The answer is every line of the records that holds the word "info", copied in full.
######
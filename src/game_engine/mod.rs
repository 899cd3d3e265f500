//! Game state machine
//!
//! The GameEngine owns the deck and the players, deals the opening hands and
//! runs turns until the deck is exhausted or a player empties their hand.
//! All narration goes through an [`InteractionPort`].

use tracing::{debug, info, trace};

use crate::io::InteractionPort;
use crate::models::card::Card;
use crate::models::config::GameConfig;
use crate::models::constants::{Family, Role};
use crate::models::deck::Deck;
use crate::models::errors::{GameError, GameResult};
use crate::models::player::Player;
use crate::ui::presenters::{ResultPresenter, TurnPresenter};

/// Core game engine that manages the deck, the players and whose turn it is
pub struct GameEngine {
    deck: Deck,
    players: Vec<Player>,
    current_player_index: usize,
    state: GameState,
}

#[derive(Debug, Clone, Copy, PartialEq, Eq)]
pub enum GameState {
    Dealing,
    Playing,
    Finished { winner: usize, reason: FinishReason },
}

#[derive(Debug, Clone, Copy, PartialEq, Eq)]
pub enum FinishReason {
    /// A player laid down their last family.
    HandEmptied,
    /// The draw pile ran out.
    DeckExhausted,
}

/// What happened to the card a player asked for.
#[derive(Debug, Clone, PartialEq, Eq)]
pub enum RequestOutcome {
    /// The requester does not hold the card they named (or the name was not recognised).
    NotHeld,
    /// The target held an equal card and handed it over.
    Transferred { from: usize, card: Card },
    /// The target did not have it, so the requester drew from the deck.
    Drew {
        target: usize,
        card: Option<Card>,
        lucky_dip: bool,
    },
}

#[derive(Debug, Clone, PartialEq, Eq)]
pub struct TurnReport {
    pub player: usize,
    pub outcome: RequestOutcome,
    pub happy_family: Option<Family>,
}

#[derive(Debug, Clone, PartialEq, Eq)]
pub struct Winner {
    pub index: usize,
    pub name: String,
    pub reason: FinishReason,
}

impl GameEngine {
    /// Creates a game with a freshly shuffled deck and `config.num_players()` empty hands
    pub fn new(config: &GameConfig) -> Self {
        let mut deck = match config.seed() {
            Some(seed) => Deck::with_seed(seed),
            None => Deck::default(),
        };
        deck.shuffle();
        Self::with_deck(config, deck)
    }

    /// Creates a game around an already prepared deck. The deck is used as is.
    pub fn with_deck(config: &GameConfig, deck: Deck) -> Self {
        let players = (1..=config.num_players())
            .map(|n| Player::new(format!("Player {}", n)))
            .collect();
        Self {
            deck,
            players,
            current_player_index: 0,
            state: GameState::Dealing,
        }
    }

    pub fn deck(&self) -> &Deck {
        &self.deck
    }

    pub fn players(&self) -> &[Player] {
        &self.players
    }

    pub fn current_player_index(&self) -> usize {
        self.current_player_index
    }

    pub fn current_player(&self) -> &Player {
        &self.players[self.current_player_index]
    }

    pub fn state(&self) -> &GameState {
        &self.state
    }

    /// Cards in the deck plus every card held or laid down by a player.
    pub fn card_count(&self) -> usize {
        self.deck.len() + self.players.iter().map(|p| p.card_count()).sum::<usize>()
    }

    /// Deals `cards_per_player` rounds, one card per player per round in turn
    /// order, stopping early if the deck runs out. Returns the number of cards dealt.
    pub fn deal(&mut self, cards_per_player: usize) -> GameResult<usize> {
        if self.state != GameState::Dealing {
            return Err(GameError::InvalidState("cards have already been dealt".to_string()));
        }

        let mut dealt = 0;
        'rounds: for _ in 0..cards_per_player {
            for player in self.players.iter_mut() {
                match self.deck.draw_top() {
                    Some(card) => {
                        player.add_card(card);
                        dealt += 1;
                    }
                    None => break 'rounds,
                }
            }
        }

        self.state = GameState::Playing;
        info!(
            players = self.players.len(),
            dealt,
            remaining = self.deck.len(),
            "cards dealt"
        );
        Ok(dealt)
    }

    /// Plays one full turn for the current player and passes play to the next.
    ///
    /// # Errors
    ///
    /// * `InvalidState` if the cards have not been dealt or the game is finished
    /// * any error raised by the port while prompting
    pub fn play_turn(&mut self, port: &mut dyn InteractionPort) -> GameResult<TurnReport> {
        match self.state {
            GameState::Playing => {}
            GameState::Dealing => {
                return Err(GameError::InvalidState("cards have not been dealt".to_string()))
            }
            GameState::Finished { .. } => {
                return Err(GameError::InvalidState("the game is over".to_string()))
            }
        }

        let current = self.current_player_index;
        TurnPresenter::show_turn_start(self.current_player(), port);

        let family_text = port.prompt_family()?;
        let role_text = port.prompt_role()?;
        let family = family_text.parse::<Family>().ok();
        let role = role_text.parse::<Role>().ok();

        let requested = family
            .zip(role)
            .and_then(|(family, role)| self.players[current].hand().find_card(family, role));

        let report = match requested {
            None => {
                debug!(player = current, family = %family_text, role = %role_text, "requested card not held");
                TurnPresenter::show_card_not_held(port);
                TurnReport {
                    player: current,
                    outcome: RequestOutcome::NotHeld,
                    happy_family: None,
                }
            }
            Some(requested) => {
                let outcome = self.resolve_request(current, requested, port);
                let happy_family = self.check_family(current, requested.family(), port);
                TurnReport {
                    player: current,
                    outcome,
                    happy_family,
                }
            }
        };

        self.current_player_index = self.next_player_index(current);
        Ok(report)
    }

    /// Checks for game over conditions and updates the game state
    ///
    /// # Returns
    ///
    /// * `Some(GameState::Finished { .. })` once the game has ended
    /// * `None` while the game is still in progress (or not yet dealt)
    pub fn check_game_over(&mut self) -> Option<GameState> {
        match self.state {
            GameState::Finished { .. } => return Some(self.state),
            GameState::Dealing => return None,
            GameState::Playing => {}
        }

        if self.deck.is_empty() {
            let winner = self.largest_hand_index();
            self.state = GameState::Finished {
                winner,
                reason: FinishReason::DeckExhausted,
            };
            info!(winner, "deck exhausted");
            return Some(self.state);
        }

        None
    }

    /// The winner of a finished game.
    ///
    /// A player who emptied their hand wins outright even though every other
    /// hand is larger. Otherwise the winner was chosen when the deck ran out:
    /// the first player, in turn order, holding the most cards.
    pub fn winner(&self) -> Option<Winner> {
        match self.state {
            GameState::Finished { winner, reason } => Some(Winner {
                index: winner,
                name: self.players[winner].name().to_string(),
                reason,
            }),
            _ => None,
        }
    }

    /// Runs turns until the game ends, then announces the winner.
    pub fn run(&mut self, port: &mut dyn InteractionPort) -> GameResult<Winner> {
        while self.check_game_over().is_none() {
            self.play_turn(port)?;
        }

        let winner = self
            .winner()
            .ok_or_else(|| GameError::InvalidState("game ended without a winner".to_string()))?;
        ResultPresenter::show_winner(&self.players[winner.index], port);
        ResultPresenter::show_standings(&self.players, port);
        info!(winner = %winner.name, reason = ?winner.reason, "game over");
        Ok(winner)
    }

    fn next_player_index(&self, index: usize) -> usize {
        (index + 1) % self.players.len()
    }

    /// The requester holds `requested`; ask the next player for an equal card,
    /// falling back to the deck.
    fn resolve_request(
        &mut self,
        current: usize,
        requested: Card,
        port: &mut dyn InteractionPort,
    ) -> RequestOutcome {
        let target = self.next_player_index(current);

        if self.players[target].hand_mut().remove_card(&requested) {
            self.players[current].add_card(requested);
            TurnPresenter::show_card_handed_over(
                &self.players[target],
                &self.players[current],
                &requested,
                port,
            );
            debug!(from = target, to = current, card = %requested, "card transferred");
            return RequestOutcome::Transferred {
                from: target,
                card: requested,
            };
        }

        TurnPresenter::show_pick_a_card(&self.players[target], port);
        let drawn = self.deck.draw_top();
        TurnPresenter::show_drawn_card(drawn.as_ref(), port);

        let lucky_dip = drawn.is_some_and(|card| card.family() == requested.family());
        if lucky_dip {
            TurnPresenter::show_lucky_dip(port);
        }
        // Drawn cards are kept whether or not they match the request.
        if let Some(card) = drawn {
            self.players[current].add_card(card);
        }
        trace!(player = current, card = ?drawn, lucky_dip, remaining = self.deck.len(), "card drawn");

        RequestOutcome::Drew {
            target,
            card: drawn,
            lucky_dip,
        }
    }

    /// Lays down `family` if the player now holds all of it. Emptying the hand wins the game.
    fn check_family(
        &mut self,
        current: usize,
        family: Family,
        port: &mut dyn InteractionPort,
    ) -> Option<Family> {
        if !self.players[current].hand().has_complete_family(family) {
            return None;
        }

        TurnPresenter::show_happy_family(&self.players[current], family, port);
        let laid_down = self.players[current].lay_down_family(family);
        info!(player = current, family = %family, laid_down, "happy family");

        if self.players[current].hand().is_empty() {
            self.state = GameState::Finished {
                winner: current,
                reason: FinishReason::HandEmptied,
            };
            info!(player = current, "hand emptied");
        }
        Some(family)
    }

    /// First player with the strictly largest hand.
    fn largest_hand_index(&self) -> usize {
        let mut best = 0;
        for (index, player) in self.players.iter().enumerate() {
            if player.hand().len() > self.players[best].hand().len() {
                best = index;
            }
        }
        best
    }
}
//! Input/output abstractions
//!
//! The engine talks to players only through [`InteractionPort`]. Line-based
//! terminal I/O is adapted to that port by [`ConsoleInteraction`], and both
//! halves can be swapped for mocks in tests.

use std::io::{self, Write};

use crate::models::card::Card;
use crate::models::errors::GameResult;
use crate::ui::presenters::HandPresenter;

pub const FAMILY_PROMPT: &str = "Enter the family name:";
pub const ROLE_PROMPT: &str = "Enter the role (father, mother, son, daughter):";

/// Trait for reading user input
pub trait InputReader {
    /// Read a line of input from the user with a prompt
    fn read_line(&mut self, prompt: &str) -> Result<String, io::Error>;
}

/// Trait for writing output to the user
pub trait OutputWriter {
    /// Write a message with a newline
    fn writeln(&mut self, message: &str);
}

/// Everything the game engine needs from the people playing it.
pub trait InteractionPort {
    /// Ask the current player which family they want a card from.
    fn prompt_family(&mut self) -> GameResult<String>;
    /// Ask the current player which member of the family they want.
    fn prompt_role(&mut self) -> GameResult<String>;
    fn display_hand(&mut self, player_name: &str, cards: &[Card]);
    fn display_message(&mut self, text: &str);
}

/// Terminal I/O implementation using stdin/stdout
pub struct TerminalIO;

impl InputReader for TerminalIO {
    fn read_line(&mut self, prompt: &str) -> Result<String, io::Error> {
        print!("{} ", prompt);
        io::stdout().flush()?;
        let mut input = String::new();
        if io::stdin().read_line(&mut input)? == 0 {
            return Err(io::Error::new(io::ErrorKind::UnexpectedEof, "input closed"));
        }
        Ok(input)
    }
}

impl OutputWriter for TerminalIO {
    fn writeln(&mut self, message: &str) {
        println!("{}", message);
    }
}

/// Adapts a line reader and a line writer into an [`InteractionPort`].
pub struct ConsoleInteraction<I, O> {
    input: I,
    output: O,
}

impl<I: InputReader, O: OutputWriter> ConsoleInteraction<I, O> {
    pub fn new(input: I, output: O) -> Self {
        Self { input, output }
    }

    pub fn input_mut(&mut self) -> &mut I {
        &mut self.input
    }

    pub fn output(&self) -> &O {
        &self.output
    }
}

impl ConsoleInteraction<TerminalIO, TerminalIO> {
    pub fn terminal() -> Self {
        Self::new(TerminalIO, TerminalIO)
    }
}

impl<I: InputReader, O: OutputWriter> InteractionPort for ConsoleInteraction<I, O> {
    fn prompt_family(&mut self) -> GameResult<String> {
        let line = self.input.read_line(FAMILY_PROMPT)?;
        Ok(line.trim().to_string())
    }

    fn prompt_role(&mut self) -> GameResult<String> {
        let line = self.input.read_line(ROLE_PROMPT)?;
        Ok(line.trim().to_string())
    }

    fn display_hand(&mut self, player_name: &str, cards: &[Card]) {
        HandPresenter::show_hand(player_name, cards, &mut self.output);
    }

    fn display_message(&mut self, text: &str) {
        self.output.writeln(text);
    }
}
######
REPLY:
use tracing::{debug, info, trace};
        info!(
            info!(winner, "deck exhausted");
        info!(winner = %winner.name, reason = ?winner.reason, "game over");
        info!(player = current, family = %family, laid_down, "happy family");
            info!(player = current, "hand emptied");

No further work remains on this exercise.